Aufschwung mit vielen Fragezeichen
Handelsblatt-Eurokonjunkturindikator stagniert

Die Konjunkturaussichten für den Euroraum weisen nur auf ein moderates Wachstum im laufenden Jahr hin. Das ist die Botschaft des Handelsblatt-Eurokonjunkturindikators, der im September auf 1,5 Prozent verharrte. In der gleichen Höhe liegt auch der Wachstumstrend in gleitender Jahresrate, den das Barometer für das dritte und vierte Quartal sowie auch für das Gesamtjahr 2004 derzeit erwarten lässt. Damit befindet sich der Handelsblatt-Eurokonjunkturindikator derzeit am unteren Rand des Prognosespektrums für die Eurozone.

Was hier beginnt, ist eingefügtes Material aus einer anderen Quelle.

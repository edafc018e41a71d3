//! Knowledge-base suitability report.

use super::{require_video_id, ToolContext, VideoArgs};
use crate::analysis::{age_in_days, evaluate, CaptionQuality, Evaluation, VideoSignals};
use crate::error::{Result, YtDataError};
use crate::youtube::format::{display_duration, thousands, IsoDuration};
use crate::youtube::models::Caption;
use crate::youtube::video_url;
use chrono::Utc;
use tracing::warn;

fn caption_quality(captions: &[Caption]) -> CaptionQuality {
    if captions.is_empty() {
        CaptionQuality::None
    } else if captions.iter().any(Caption::is_manual) {
        CaptionQuality::Manual
    } else {
        CaptionQuality::AutoGenerated
    }
}

/// Minutes used for the length score. Durations without a minutes
/// component (`PT2H`, `PT45S`) are not scored.
fn scored_minutes(raw: Option<&str>) -> Option<u64> {
    raw.and_then(IsoDuration::parse)
        .filter(|d| d.minute_component() > 0)
        .map(|d| d.minutes())
}

pub async fn evaluate_video_for_knowledge_base(ctx: &ToolContext, args: VideoArgs) -> Result<String> {
    let video_id = require_video_id(&args.video_input)?;

    let (video, captions) = futures::join!(
        ctx.client.video(&video_id, "snippet,statistics,contentDetails"),
        ctx.client.captions(&video_id),
    );

    let video = video?.ok_or_else(|| {
        YtDataError::NotFound(format!(
            "Video with ID '{}' not found or is not accessible.",
            video_id
        ))
    })?;
    let captions = match captions {
        Ok(list) => list.items,
        Err(e) if e.is_forbidden() => {
            warn!(error = %e, "Caption listing not permitted; scoring without captions");
            Vec::new()
        }
        Err(e) => return Err(e),
    };

    let snippet = video.snippet.clone().unwrap_or_default();
    let views = video.stats().views();
    let duration = display_duration(video.duration());
    let captions = caption_quality(&captions);
    let age_days = age_in_days(video.published_at(), Utc::now());

    let evaluation = evaluate(&VideoSignals {
        title: video.title(),
        view_count: views,
        duration_minutes: scored_minutes(video.duration()),
        age_days,
        captions,
    });

    let caption_line = match captions {
        CaptionQuality::Manual => "Yes (Manual)",
        CaptionQuality::AutoGenerated => "Yes (Auto-generated)",
        CaptionQuality::None => "No",
    };

    let mut output = format!(
        "Video Knowledge Base Evaluation:\n\n\
         Video: {}\n\
         Channel: {}\n\
         Duration: {}\n\
         Views: {}\n\
         Content Type: {}\n\
         Captions Available: {}\n\n\
         📊 Quality Indicators:\n",
        video.title(),
        snippet.channel_title.as_deref().unwrap_or("Unknown Channel"),
        duration,
        thousands(views),
        evaluation.content_type.label(),
        caption_line,
    );

    if evaluation.indicators.is_empty() {
        output.push_str("• Limited quality indicators detected\n");
    }
    for indicator in &evaluation.indicators {
        output.push_str(&format!("• {}\n", indicator.label()));
    }

    if let (Some(age), Some(band)) = (age_days, evaluation.age_band) {
        output.push_str(&freshness_section(age, band.label(), &evaluation));
    }

    let caption_reason = match captions {
        CaptionQuality::Manual => "Manual captions suggest higher content quality",
        CaptionQuality::AutoGenerated => "Auto-generated captions available",
        CaptionQuality::None => "No captions available",
    };

    output.push_str(&format!(
        "\n\n🎯 Knowledge Base Recommendation:\n{}\n\n\
         Reasoning:\n\
         • Content appears to be {}\n\
         • Video has {} views indicating {} audience interest\n\
         • {}\n\
         • Duration ({}) is {} for learning content\n\n\
         💡 Decision Support:\n{}\n\n\
         Video URL: {}\n\n\
         Note: This evaluation is based on video metadata only. Use get_video_transcript \
         for a look at the actual content.",
        evaluation.recommendation.headline(),
        evaluation.content_type.label().to_lowercase(),
        thousands(views),
        if views > 100_000 { "strong" } else { "moderate" },
        caption_reason,
        duration,
        if evaluation.score > 2 { "appropriate" } else { "variable" },
        evaluation.recommendation.advice(),
        video_url(&video_id),
    ));

    Ok(output)
}

fn freshness_section(age_days: i64, band: &str, evaluation: &Evaluation) -> String {
    let mut section = format!(
        "\n⏰ Content Freshness Analysis:\n• Video Age: {} days ({})\n",
        age_days, band
    );

    if evaluation.high_volatility {
        section.push_str("• High-Volatility Tech Topic: Extra freshness priority applied\n");
    }

    let freshness = evaluation.freshness();
    if freshness > 0 {
        if evaluation.tech_bonus > 0 {
            section.push_str(&format!(
                "• Freshness Bonus: +{} points ({} base + {} tech volatility)\n",
                freshness, evaluation.base_freshness, evaluation.tech_bonus
            ));
        } else {
            section.push_str(&format!(
                "• Freshness Bonus: +{} points for recent content\n",
                freshness
            ));
        }
    } else if freshness < 0 {
        section.push_str(&format!(
            "• Age Penalty: {} point for older content\n",
            freshness
        ));
    }

    section
}
impl YoutubeClient {
    /// Create a client from settings. A missing key is only reported when a
    /// request is made.
    pub fn new(settings: &YoutubeSettings) -> Result<Self> {
        let http = reqwest::Client::builder()
            .timeout(Duration::from_secs(settings.timeout_secs.max(1)))
            .user_agent(concat!("ytdata/", env!("CARGO_PKG_VERSION")))
            .build()?;

        let api_key = settings
            .api_key
            .as_deref()
            .map(str::trim)
            .filter(|k| !k.is_empty())
            .map(str::to_string);

        Ok(Self::with_http(http, &settings.api_base_url, api_key))
    }

    /// Create a client around an existing HTTP client.
    pub fn with_http(http: reqwest::Client, base_url: &str, api_key: Option<String>) -> Self {
        Self {
            http,
            base_url: base_url.trim_end_matches('/').to_string(),
            api_key,
        }
    }

    pub fn has_api_key(&self) -> bool {
        self.api_key.is_some()
    }

    /// GET `{base_url}/{endpoint}` with the API key appended.
    #[instrument(skip(self, params))]
    pub async fn get<T: DeserializeOwned>(
        &self,
        endpoint: &str,
        params: &[(&str, String)],
    ) -> Result<T> {
        let key = self.api_key.as_deref().ok_or(YtDataError::MissingApiKey)?;
        let url = format!("{}/{}", self.base_url, endpoint);

        debug!(?params, "YouTube API request");

        let response = self
            .http
            .get(&url)
            .query(params)
            .query(&[("key", key)])
            .send()
            .await
            .map_err(|e| YtDataError::Network(e.without_url().to_string()))?;

        let status = response.status();
        if status.is_success() {
            return Ok(response.json::<T>().await?);
        }

        let body = response.text().await.unwrap_or_default();
        let err = api_error(status, &body);
        warn!("YouTube API call to {} failed: {}", endpoint, err);
        Err(err)
    }

    // === Videos ===

    pub async fn videos(&self, ids: &[&str], parts: &str) -> Result<ListResponse<Video>> {
        self.get(
            "videos",
            &[("part", parts.to_string()), ("id", ids.join(","))],
        )
        .await
    }

    /// Fetch a single video, `None` when the ID matches nothing visible.
    pub async fn video(&self, id: &str, parts: &str) -> Result<Option<Video>> {
        Ok(self.videos(&[id], parts).await?.items.into_iter().next())
    }

    pub async fn most_popular(
        &self,
        region_code: &str,
        max_results: u32,
    ) -> Result<ListResponse<Video>> {
        self.get(
            "videos",
            &[
                ("part", "snippet,statistics,contentDetails".to_string()),
                ("chart", "mostPopular".to_string()),
                ("regionCode", region_code.to_string()),
                ("maxResults", max_results.to_string()),
            ],
        )
        .await
    }

    pub async fn video_categories(&self, region_code: &str) -> Result<ListResponse<VideoCategory>> {
        self.get(
            "videoCategories",
            &[
                ("part", "snippet".to_string()),
                ("regionCode", region_code.to_string()),
            ],
        )
        .await
    }

    // === Playlists ===

    pub async fn playlist(&self, id: &str) -> Result<Option<Playlist>> {
        let list: ListResponse<Playlist> = self
            .get(
                "playlists",
                &[
                    ("part", "snippet,status,contentDetails".to_string()),
                    ("id", id.to_string()),
                ],
            )
            .await?;
        Ok(list.items.into_iter().next())
    }

    pub async fn channel_playlists(
        &self,
        channel_id: &str,
        max_results: u32,
    ) -> Result<ListResponse<Playlist>> {
        self.get(
            "playlists",
            &[
                ("part", "snippet,contentDetails".to_string()),
                ("channelId", channel_id.to_string()),
                ("maxResults", max_results.to_string()),
            ],
        )
        .await
    }

    pub async fn playlist_items(
        &self,
        playlist_id: &str,
        max_results: u32,
    ) -> Result<ListResponse<PlaylistItem>> {
        self.get(
            "playlistItems",
            &[
                ("part", "snippet,contentDetails".to_string()),
                ("playlistId", playlist_id.to_string()),
                ("maxResults", max_results.to_string()),
            ],
        )
        .await
    }

    // === Channels ===

    /// Resolve a channel reference, trying each lookup style that fits.
    ///
    /// Returns `None` when no lookup yields a channel.
    #[instrument(skip(self))]
    pub async fn resolve_channel(&self, channel: &ChannelRef, parts: &str) -> Result<Option<Channel>> {
        let value = channel.value();
        let lookups: &[&str] = match channel {
            ChannelRef::Id(_) => &["id"],
            ChannelRef::Handle(_) => &["forHandle"],
            ChannelRef::Username(_) | ChannelRef::CustomName(_) => &["forUsername", "forHandle"],
            ChannelRef::Ambiguous(_) => &["id", "forUsername", "forHandle"],
        };

        for &lookup in lookups {
            let list: ListResponse<Channel> = self
                .get(
                    "channels",
                    &[("part", parts.to_string()), (lookup, value.to_string())],
                )
                .await?;
            if let Some(found) = list.items.into_iter().next() {
                debug!(lookup, channel_id = %found.id, "Resolved channel");
                return Ok(Some(found));
            }
        }

        Ok(None)
    }

    // === Search ===

    pub async fn search(&self, request: &SearchRequest) -> Result<ListResponse<SearchResult>> {
        let mut params = vec![
            ("part", "id,snippet".to_string()),
            ("type", "video".to_string()),
            ("order", request.order.as_str().to_string()),
            ("maxResults", request.max_results.to_string()),
        ];
        if let Some(q) = &request.query {
            params.push(("q", q.clone()));
        }
        if let Some(channel_id) = &request.channel_id {
            params.push(("channelId", channel_id.clone()));
        }
        if let Some(safe) = request.safe_search {
            params.push(("safeSearch", safe.to_string()));
        }
        self.get("search", &params).await
    }

    // === Comments ===

    pub async fn comment_threads(
        &self,
        video_id: &str,
        order: CommentOrder,
        max_results: u32,
        page_token: Option<&str>,
    ) -> Result<ListResponse<CommentThread>> {
        let mut params = vec![
            ("part", "snippet,replies".to_string()),
            ("videoId", video_id.to_string()),
            ("order", order.as_str().to_string()),
            ("maxResults", max_results.min(MAX_COMMENT_PAGE_SIZE).to_string()),
            ("textFormat", "plainText".to_string()),
        ];
        if let Some(token) = page_token {
            params.push(("pageToken", token.to_string()));
        }
        self.get("commentThreads", &params).await
    }

    /// Fetch every reply to a top-level comment, following pagination.
    pub async fn all_replies(&self, parent_id: &str) -> Result<Vec<Comment>> {
        let mut replies = Vec::new();
        let mut page_token: Option<String> = None;

        loop {
            let mut params = vec![
                ("part", "snippet".to_string()),
                ("parentId", parent_id.to_string()),
                ("maxResults", MAX_COMMENT_PAGE_SIZE.to_string()),
                ("textFormat", "plainText".to_string()),
            ];
            if let Some(token) = &page_token {
                params.push(("pageToken", token.clone()));
            }

            let page: ListResponse<Comment> = self.get("comments", &params).await?;
            replies.extend(page.items);

            match page.next_page_token {
                Some(token) => page_token = Some(token),
                None => break,
            }
        }

        Ok(replies)
    }

    // === Captions ===

    pub async fn captions(&self, video_id: &str) -> Result<ListResponse<Caption>> {
        self.get(
            "captions",
            &[
                ("part", "snippet".to_string()),
                ("videoId", video_id.to_string()),
            ],
        )
        .await
    }
}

HB DÜSSELDORF. Das Wachstum im zweiten Quartal von 1,1 % in gleitender Jahresrate hatte der Indikator mit seiner Voraussage von 1,2 % geringfügig überschätzt. Die Indikatorwerte ab April sind aufgrund der in den Indikator eingebauten Selbstlernfunktion deshalb leicht nach unten revidiert worden. Gleichzeitig wurde die Berechnungsmethodik der Quartalsprognose leicht modifiziert und derjenigen des Handelsblatt-Frühindikators für Deutschland angeglichen. Die jeweilige Quartalsvorhersage des Indikators ergibt sich jetzt direkt aus dem Durchschnitt der drei Monatswerte des vorhergehenden Quartals. Damit könne die laufenden Monatswerte des Indikators nunmehr unmittelbar als Prognosen der gleitenden Jahresrate des realen BIP jeweils drei Monate später interpretiert werden.

>>Der Handelsblatt-Eurokonjunkturindikator in Tabellenform

Der jüngste Indikatorwert für September ist insofern nur vorläufig, als es ferienbedingt keine aktuellen Umfragewerte für das Industrie- und das Verbrauchervertrauen im Euroraum gibt. Diese werden von der EU-Kommission erst im kommenden Monat nachgeliefert. Zuletzt hatten beide Stimmungsindizes stagniert, wobei sich aber vor allem das Industrievertrauen seit Juli des vergangenen Jahres deutlich erholt gezeigt hatte.

Im übrigen halten sich Licht und Schatten im Euroraum derzeit etwa die Waage. Es geht nicht richtig vorwärts, aber ein plötzliches Abbrechen der Konjunkturbelebung ist auch nicht zu erwarten. Damit bleibt die aktuelle Konjunkturlage etwa so durchwachsen wie das Sommerwetter. Enttäuschend war zuletzt die Produktionsentwicklung mit einem dicken Minus von 0,4 % gegenüber dem Vormonat im Juni. Nach zuvor viermonatigem Anstieg in Folge ist das zwar kein Beinbruch, aber immerhin ein Dämpfer für allzu optimistische Erwartungen im zweiten Halbjahr. Dies um so mehr, als auch die Auftragseingänge im Juni um 6,5 % gegenüber dem Vormonat gesunken sind. Auch hier war die Entwicklung in den vorangegangenen vier Monaten aufwärt gerichtet gewesen. Vor allem die stark rückläufige Fahrzeugnachfrage sorgte nun im Juni für eine Trendwende. Es liegt nahe, hier einen Zusammenhang mit den hohen Ölpreisen zu sehen, die auch im Urteil der Europäischen Zentralbank ein Konjunkturrisiko darstellen.

Immer noch reichlich ist die Liquiditätsausstattung im Euroraum. Zuletzt ist die besonders liquiditätsnahe Geldmenge M1 sogar wieder beschleunigt gestiegen. Die EZB räumt in ihrem jüngsten Monatsbericht ein, dass die Rückführung des starken Geldmengenüberhangs länger als gewöhnlich dauert und sieht darin durchaus gewisse Inflationsrisiken. Im Juli blieb die Inflationsrate mit 2,3 % zum dritten mal in Folge über der 2-Prozent-Marke, wo sie ersten Schätzungen zufolge auch im August weiter verharrt haben dürfte. Wichtiger als diese aktuelle Entwicklung ist allerdings, wo die in den letzten Jahren angehäufte Überschussliquidität letztlich bleiben wird. Die EZB sieht hier vor allem für den Fall einer weiteren Konjunkturbelebung die Gefahr zunehmender Inflationsrisiken. Das sie dennoch in der vergangenen Woche ihre Leitzinsen nicht erhöht hat, spricht vor diesem Hintergrund nicht für ein übermäßiges Vertrauen in die Wachstumsstärke des Euroraums.